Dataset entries
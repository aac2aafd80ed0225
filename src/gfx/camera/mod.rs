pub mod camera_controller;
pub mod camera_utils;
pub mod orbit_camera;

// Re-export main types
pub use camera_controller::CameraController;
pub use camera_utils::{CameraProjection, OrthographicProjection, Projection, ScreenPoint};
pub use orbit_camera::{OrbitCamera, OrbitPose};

What is being asked.
The entries above need to be transcribed with no differences at all.

Finished task.
repository aac2aafd80ed0225
filename src/gfx/camera/mod.rs
pub mod camera_controller;
pub mod camera_utils;
pub mod orbit_camera;

// Re-export main types
pub use camera_controller::CameraController;
pub use camera_utils::{CameraProjection, OrthographicProjection, Projection, ScreenPoint};
pub use orbit_camera::{OrbitCamera, OrbitPose};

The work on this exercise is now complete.